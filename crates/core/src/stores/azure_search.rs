use crate::error::StorageError;
use crate::models::SearchRecord;
use crate::search::{IndexSchema, IndexingOutcome};
use crate::traits::SearchIndexService;
use async_trait::async_trait;
use reqwest::{Client, StatusCode};
use serde::Deserialize;
use serde_json::{json, Value};
use std::sync::Arc;
use tracing::debug;

const API_VERSION: &str = "2023-11-01";
const BACKEND: &str = "azure-search";

pub struct AzureSearchService {
    client: Arc<Client>,
    endpoint: String,
    api_key: String,
}

impl AzureSearchService {
    pub fn new(endpoint: impl Into<String>, api_key: impl Into<String>) -> Self {
        let endpoint: String = endpoint.into();
        Self {
            client: Arc::new(Client::new()),
            endpoint: endpoint.trim_end_matches('/').to_string(),
            api_key: api_key.into(),
        }
    }

    fn index_url(&self, name: &str) -> String {
        format!("{}/indexes/{name}?api-version={API_VERSION}", self.endpoint)
    }

    fn docs_url(&self, name: &str) -> String {
        format!(
            "{}/indexes/{name}/docs/index?api-version={API_VERSION}",
            self.endpoint
        )
    }
}

#[derive(Debug, Deserialize)]
struct IndexBatchResponse {
    #[serde(default)]
    value: Vec<IndexResult>,
}

#[derive(Debug, Deserialize)]
struct IndexResult {
    key: String,
    status: bool,
    #[serde(rename = "errorMessage", default)]
    error_message: Option<String>,
}

fn upload_payload(records: &[SearchRecord]) -> Result<Value, StorageError> {
    let mut actions = Vec::with_capacity(records.len());
    for record in records {
        let mut document = serde_json::to_value(record)?;
        if let Value::Object(fields) = &mut document {
            fields.insert("@search.action".to_string(), json!("upload"));
        }
        actions.push(document);
    }
    Ok(json!({ "value": actions }))
}

#[async_trait]
impl SearchIndexService for AzureSearchService {
    async fn get_index(&self, name: &str) -> Result<Option<IndexSchema>, StorageError> {
        let response = self
            .client
            .get(self.index_url(name))
            .header("api-key", &self.api_key)
            .send()
            .await?;

        if response.status() == StatusCode::NOT_FOUND {
            return Ok(None);
        }
        if !response.status().is_success() {
            return Err(StorageError::backend(BACKEND, response.status().to_string()));
        }
        Ok(Some(response.json().await?))
    }

    async fn create_index(&self, schema: &IndexSchema) -> Result<(), StorageError> {
        let response = self
            .client
            .put(self.index_url(&schema.name))
            .header("api-key", &self.api_key)
            .json(schema)
            .send()
            .await?;

        match response.status() {
            status if status.is_success() => Ok(()),
            StatusCode::CONFLICT => {
                debug!(index = %schema.name, "search index already exists");
                Ok(())
            }
            status => {
                let details = response.text().await.unwrap_or_default();
                Err(StorageError::Request(format!(
                    "search index setup failed with {status}: {details}"
                )))
            }
        }
    }

    async fn upload_documents(
        &self,
        index: &str,
        documents: &[SearchRecord],
    ) -> Result<Vec<IndexingOutcome>, StorageError> {
        if documents.is_empty() {
            return Ok(Vec::new());
        }

        let response = self
            .client
            .post(self.docs_url(index))
            .header("api-key", &self.api_key)
            .json(&upload_payload(documents)?)
            .send()
            .await?;

        // 207 carries per-document failures in the same body shape as 200.
        if !response.status().is_success() {
            return Err(StorageError::backend(BACKEND, response.status().to_string()));
        }

        let body: IndexBatchResponse = response.json().await?;
        Ok(body
            .value
            .into_iter()
            .map(|result| IndexingOutcome {
                key: result.key,
                succeeded: result.status,
                error_message: result.error_message,
            })
            .collect())
    }
}

#[cfg(test)]
mod tests {
    use super::*;
    use chrono::{TimeZone, Utc};

    #[test]
    fn upload_payload_tags_every_document() -> Result<(), StorageError> {
        let record = SearchRecord {
            id: "doc-1_0".to_string(),
            document_id: "doc-1".to_string(),
            create_date: Utc.with_ymd_and_hms(2025, 3, 1, 12, 0, 0).single().ok_or_else(|| {
                StorageError::Request("bad timestamp".to_string())
            })?,
            page_number: 2,
            location: None,
            year: Some(2025),
            doc_type: Some("request".to_string()),
            chunk_index: 0,
            content: "scope".to_string(),
            vector: vec![0.5],
            group_id: vec!["group-A".to_string()],
        };

        let payload = upload_payload(&[record])?;
        let document = &payload["value"][0];
        assert_eq!(document["@search.action"], "upload");
        assert_eq!(document["create_date"], "2025-03-01T12:00:00Z");
        assert!(document.get("location").is_none());
        assert_eq!(document["group_id"], json!(["group-A"]));
        Ok(())
    }

    #[test]
    fn batch_response_parses_per_document_status() -> Result<(), serde_json::Error> {
        let body: IndexBatchResponse = serde_json::from_value(json!({
            "value": [
                {"key": "a", "status": true, "errorMessage": null, "statusCode": 201},
                {"key": "b", "status": false, "errorMessage": "bad vector", "statusCode": 400}
            ]
        }))?;
        assert_eq!(body.value.len(), 2);
        assert!(!body.value[1].status);
        assert_eq!(body.value[1].error_message.as_deref(), Some("bad vector"));
        Ok(())
    }

    #[test]
    fn index_urls_use_the_pinned_api_version() {
        let service = AzureSearchService::new("https://search.example.net/", "key");
        assert_eq!(
            service.index_url("document-chunks"),
            "https://search.example.net/indexes/document-chunks?api-version=2023-11-01"
        );
    }
}
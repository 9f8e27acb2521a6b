use crate::error::StorageError;
use crate::models::{DocType, EmbeddedChunk};
use crate::traits::GraphStore;
use serde_json::{json, Map, Value};
use std::collections::BTreeMap;
use std::fmt;
use tracing::{info, warn};

/// Page node content is truncated to this many characters.
pub const PAGE_CONTENT_LIMIT: usize = 5_000;

pub type Properties = BTreeMap<String, Value>;

/// A node identified by label and natural key.
#[derive(Debug, Clone, PartialEq)]
pub struct NodeRef {
    pub label: String,
    pub key: Properties,
}

impl NodeRef {
    pub fn new(label: &str, key: impl IntoIterator<Item = (&'static str, Value)>) -> Self {
        Self {
            label: label.to_string(),
            key: key
                .into_iter()
                .map(|(name, value)| (name.to_string(), value))
                .collect(),
        }
    }

    /// Stable identity used by stores that key nodes in memory.
    pub fn identity(&self) -> String {
        let key: Map<String, Value> = self.key.clone().into_iter().collect();
        format!("{}{}", self.label, Value::Object(key))
    }
}

/// One upsert against the graph. Statements are idempotent: merging the
/// same key twice updates properties without duplicating nodes or edges.
#[derive(Debug, Clone, PartialEq)]
pub enum GraphStatement {
    MergeNode {
        node: NodeRef,
        properties: Properties,
    },
    MergeEdge {
        from: NodeRef,
        relationship: String,
        to: NodeRef,
    },
}

impl GraphStatement {
    pub fn node(node: NodeRef) -> Self {
        Self::MergeNode {
            node,
            properties: Properties::new(),
        }
    }

    pub fn node_with(node: NodeRef, properties: impl IntoIterator<Item = (&'static str, Value)>) -> Self {
        Self::MergeNode {
            node,
            properties: properties
                .into_iter()
                .map(|(name, value)| (name.to_string(), value))
                .collect(),
        }
    }

    pub fn edge(from: &NodeRef, relationship: &str, to: &NodeRef) -> Self {
        Self::MergeEdge {
            from: from.clone(),
            relationship: relationship.to_string(),
            to: to.clone(),
        }
    }

    /// Renders a parametrised Cypher statement and its parameters.
    pub fn to_cypher(&self) -> (String, Value) {
        let mut parameters = Map::new();
        match self {
            Self::MergeNode { node, properties } => {
                let pattern = key_pattern(&node.key, "k", &mut parameters);
                let mut statement = format!("MERGE (n:{} {{{pattern}}})", node.label);
                if !properties.is_empty() {
                    statement.push_str(" SET n += $props");
                    let props: Map<String, Value> = properties.clone().into_iter().collect();
                    parameters.insert("props".to_string(), Value::Object(props));
                }
                (statement, Value::Object(parameters))
            }
            Self::MergeEdge {
                from,
                relationship,
                to,
            } => {
                let from_pattern = key_pattern(&from.key, "a", &mut parameters);
                let to_pattern = key_pattern(&to.key, "b", &mut parameters);
                let statement = format!(
                    "MATCH (a:{} {{{from_pattern}}}) MATCH (b:{} {{{to_pattern}}}) MERGE (a)-[:{relationship}]->(b)",
                    from.label, to.label
                );
                (statement, Value::Object(parameters))
            }
        }
    }
}

fn key_pattern(key: &Properties, prefix: &str, parameters: &mut Map<String, Value>) -> String {
    key.iter()
        .map(|(name, value)| {
            let parameter = format!("{prefix}_{name}");
            parameters.insert(parameter.clone(), value.clone());
            format!("{name}: ${parameter}")
        })
        .collect::<Vec<_>>()
        .join(", ")
}

#[derive(Debug, Clone, Copy, PartialEq, Eq)]
pub enum GraphSchemaKind {
    Request,
    Response,
}

impl GraphSchemaKind {
    /// Picks the schema for a document tag. Anything other than `response`
    /// falls back to the request schema; the flag reports the fallback.
    pub fn resolve(doc_type: Option<&DocType>) -> (Self, bool) {
        match doc_type {
            Some(DocType::Request) => (Self::Request, false),
            Some(DocType::Response) => (Self::Response, false),
            Some(DocType::Other(_)) | None => (Self::Request, true),
        }
    }

    pub fn schema(self) -> &'static dyn GraphSchema {
        match self {
            Self::Request => &RequestGraphSchema,
            Self::Response => &ResponseGraphSchema,
        }
    }
}

impl fmt::Display for GraphSchemaKind {
    fn fmt(&self, f: &mut fmt::Formatter<'_>) -> fmt::Result {
        match self {
            Self::Request => f.write_str("request"),
            Self::Response => f.write_str("response"),
        }
    }
}

#[derive(Debug, Clone, PartialEq)]
pub struct GraphPlan {
    pub statements: Vec<GraphStatement>,
    pub nodes_created: usize,
}

pub trait GraphSchema: Send + Sync {
    fn kind(&self) -> GraphSchemaKind;

    fn plan(&self, document_id: &str, chunks: &[EmbeddedChunk]) -> GraphPlan;
}

/// Values shared by both schemas, read from the first chunk.
struct DocumentFacts {
    doc_name: String,
    doc_type: String,
    location: Option<String>,
    year: Option<i32>,
}

impl DocumentFacts {
    fn from_chunks(document_id: &str, chunks: &[EmbeddedChunk]) -> Self {
        let metadata = chunks.first().map(|first| &first.chunk.metadata);
        Self {
            doc_name: metadata
                .and_then(|metadata| metadata.document_name.clone())
                .filter(|name| !name.trim().is_empty())
                .unwrap_or_else(|| document_id.to_string()),
            doc_type: metadata
                .and_then(|metadata| metadata.doc_type.as_ref())
                .map(|doc_type| doc_type.to_string())
                .unwrap_or_default(),
            location: metadata
                .and_then(|metadata| metadata.location.clone())
                .filter(|location| !location.trim().is_empty()),
            year: metadata.and_then(|metadata| metadata.year),
        }
    }

    fn rfp_name(&self) -> Option<String> {
        let location = self.location.as_ref()?;
        let year = self.year?.to_string();
        let short_year = &year[year.len().saturating_sub(2)..];
        Some(format!("{location} RFP {short_year}"))
    }
}

fn link_both_ways(
    statements: &mut Vec<GraphStatement>,
    parent: &NodeRef,
    down: &str,
    child: &NodeRef,
    up: &str,
) {
    statements.push(GraphStatement::edge(parent, down, child));
    statements.push(GraphStatement::edge(child, up, parent));
}

/// Document → Page → Chunk statements shared by both schemas. Returns the
/// number of page and chunk nodes.
fn plan_pages_and_chunks(
    statements: &mut Vec<GraphStatement>,
    document: &NodeRef,
    doc_name: &str,
    chunk_label: &str,
    chunks: &[EmbeddedChunk],
) -> usize {
    let mut pages: BTreeMap<u32, Vec<&EmbeddedChunk>> = BTreeMap::new();
    for chunk in chunks {
        pages.entry(chunk.chunk.page_number).or_default().push(chunk);
    }

    let mut nodes = 0;
    for (page_number, page_chunks) in &pages {
        let content = page_chunks
            .iter()
            .map(|chunk| chunk.chunk.content.as_str())
            .collect::<Vec<_>>()
            .join(" ");
        let content: String = content.chars().take(PAGE_CONTENT_LIMIT).collect();

        let page = NodeRef::new(
            "Page",
            [("doc_name", json!(doc_name)), ("page_number", json!(page_number))],
        );
        statements.push(GraphStatement::node_with(
            page.clone(),
            [("content", json!(content))],
        ));
        link_both_ways(statements, document, "HAS_PAGE", &page, "HAS_DOCUMENT");
        nodes += 1;

        for chunk in page_chunks {
            let node = NodeRef::new(chunk_label, [("chunk_id", json!(chunk.chunk.chunk_id))]);
            statements.push(GraphStatement::node_with(
                node.clone(),
                [
                    ("text", json!(chunk.chunk.content)),
                    ("embedding", json!(chunk.embedding)),
                    ("doc_name", json!(doc_name)),
                    ("page_number", json!(page_number)),
                    ("chunk_index", json!(chunk.chunk.chunk_index)),
                ],
            ));
            link_both_ways(statements, &page, "HAS_CHUNK", &node, "HAS_PAGE");
            nodes += 1;
        }
    }

    nodes
}

/// Location, Year, Rfp, Document, Page and RequestChunk nodes.
#[derive(Debug, Clone, Copy, Default)]
pub struct RequestGraphSchema;

impl GraphSchema for RequestGraphSchema {
    fn kind(&self) -> GraphSchemaKind {
        GraphSchemaKind::Request
    }

    fn plan(&self, document_id: &str, chunks: &[EmbeddedChunk]) -> GraphPlan {
        let facts = DocumentFacts::from_chunks(document_id, chunks);
        let mut statements = Vec::new();
        let mut nodes_created = 0;

        let location = facts.location.as_ref().map(|name| {
            NodeRef::new("Location", [("name", json!(name))])
        });
        let year = facts
            .year
            .map(|year| NodeRef::new("Year", [("year", json!(year.to_string()))]));
        for node in location.iter().chain(year.iter()) {
            statements.push(GraphStatement::node(node.clone()));
            nodes_created += 1;
        }

        let rfp_name = facts
            .rfp_name()
            .unwrap_or_else(|| format!("RFP {document_id}"));
        let rfp = NodeRef::new("Rfp", [("name", json!(rfp_name))]);
        statements.push(GraphStatement::node(rfp.clone()));
        nodes_created += 1;

        if let (Some(location), Some(year)) = (&location, &year) {
            statements.push(GraphStatement::edge(location, "HAS_RFP", &rfp));
            statements.push(GraphStatement::edge(&rfp, "IS_YEAR", year));
            statements.push(GraphStatement::edge(&rfp, "HAS_LOCATION", location));
        }

        let document = NodeRef::new("Document", [("name", json!(facts.doc_name))]);
        statements.push(GraphStatement::node_with(
            document.clone(),
            [
                ("source", json!(format!("{}.pdf", facts.doc_name))),
                ("doc_type", json!(facts.doc_type)),
            ],
        ));
        nodes_created += 1;
        link_both_ways(&mut statements, &rfp, "HAS_DOCUMENT", &document, "HAS_RFP");

        nodes_created += plan_pages_and_chunks(
            &mut statements,
            &document,
            &facts.doc_name,
            "RequestChunk",
            chunks,
        );

        GraphPlan {
            statements,
            nodes_created,
        }
    }
}

/// Document, Page and ResponseChunk nodes linked to an Rfp that a request
/// run normally created already.
#[derive(Debug, Clone, Copy, Default)]
pub struct ResponseGraphSchema;

impl GraphSchema for ResponseGraphSchema {
    fn kind(&self) -> GraphSchemaKind {
        GraphSchemaKind::Response
    }

    fn plan(&self, document_id: &str, chunks: &[EmbeddedChunk]) -> GraphPlan {
        let facts = DocumentFacts::from_chunks(document_id, chunks);
        let mut statements = Vec::new();

        let rfp_name = facts
            .rfp_name()
            .unwrap_or_else(|| "Unknown RFP".to_string());
        let rfp = NodeRef::new("Rfp", [("name", json!(rfp_name))]);
        statements.push(GraphStatement::node(rfp.clone()));

        let document = NodeRef::new("Document", [("name", json!(facts.doc_name))]);
        statements.push(GraphStatement::node_with(
            document.clone(),
            [
                ("source", json!(format!("{}.docx", facts.doc_name))),
                ("doc_type", json!(facts.doc_type)),
            ],
        ));
        link_both_ways(&mut statements, &rfp, "HAS_DOCUMENT", &document, "HAS_RFP");

        let nodes_created = 1 + plan_pages_and_chunks(
            &mut statements,
            &document,
            &facts.doc_name,
            "ResponseChunk",
            chunks,
        );

        GraphPlan {
            statements,
            nodes_created,
        }
    }
}

#[derive(Debug, Clone, PartialEq, Eq)]
pub struct GraphBuildReport {
    pub document_id: String,
    pub schema: GraphSchemaKind,
    pub defaulted_schema: bool,
    pub statements: usize,
    pub nodes_created: usize,
}

pub struct GraphProjectionBuilder<G> {
    store: G,
}

impl<G: GraphStore> GraphProjectionBuilder<G> {
    pub fn new(store: G) -> Self {
        Self { store }
    }

    pub fn store(&self) -> &G {
        &self.store
    }

    pub async fn build(
        &self,
        document_id: &str,
        chunks: &[EmbeddedChunk],
    ) -> Result<GraphBuildReport, StorageError> {
        let Some(first) = chunks.first() else {
            return Err(StorageError::NotFound {
                container: "graph".to_string(),
                key: document_id.to_string(),
            });
        };

        let (kind, defaulted) = GraphSchemaKind::resolve(first.doc_type());
        if defaulted {
            warn!(
                document_id,
                doc_type = ?first.doc_type(),
                "unrecognised doc_type, using request graph schema"
            );
        }

        let plan = kind.schema().plan(document_id, chunks);
        self.store.run_all(&plan.statements).await?;

        info!(
            document_id,
            schema = %kind,
            nodes = plan.nodes_created,
            "graph projection complete"
        );

        Ok(GraphBuildReport {
            document_id: document_id.to_string(),
            schema: kind,
            defaulted_schema: defaulted,
            statements: plan.statements.len(),
            nodes_created: plan.nodes_created,
        })
    }
}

[TASK DIRECTIONS]: Wherever the string "relationship" appears in the records, copy the whole line.

[SOLVED PROBLEM]:
        relationship: String,
    pub fn edge(from: &NodeRef, relationship: &str, to: &NodeRef) -> Self {
            relationship: relationship.to_string(),
                relationship,
                    "MATCH (a:{} {{{from_pattern}}}) MATCH (b:{} {{{to_pattern}}}) MERGE (a)-[:{relationship}]->(b)",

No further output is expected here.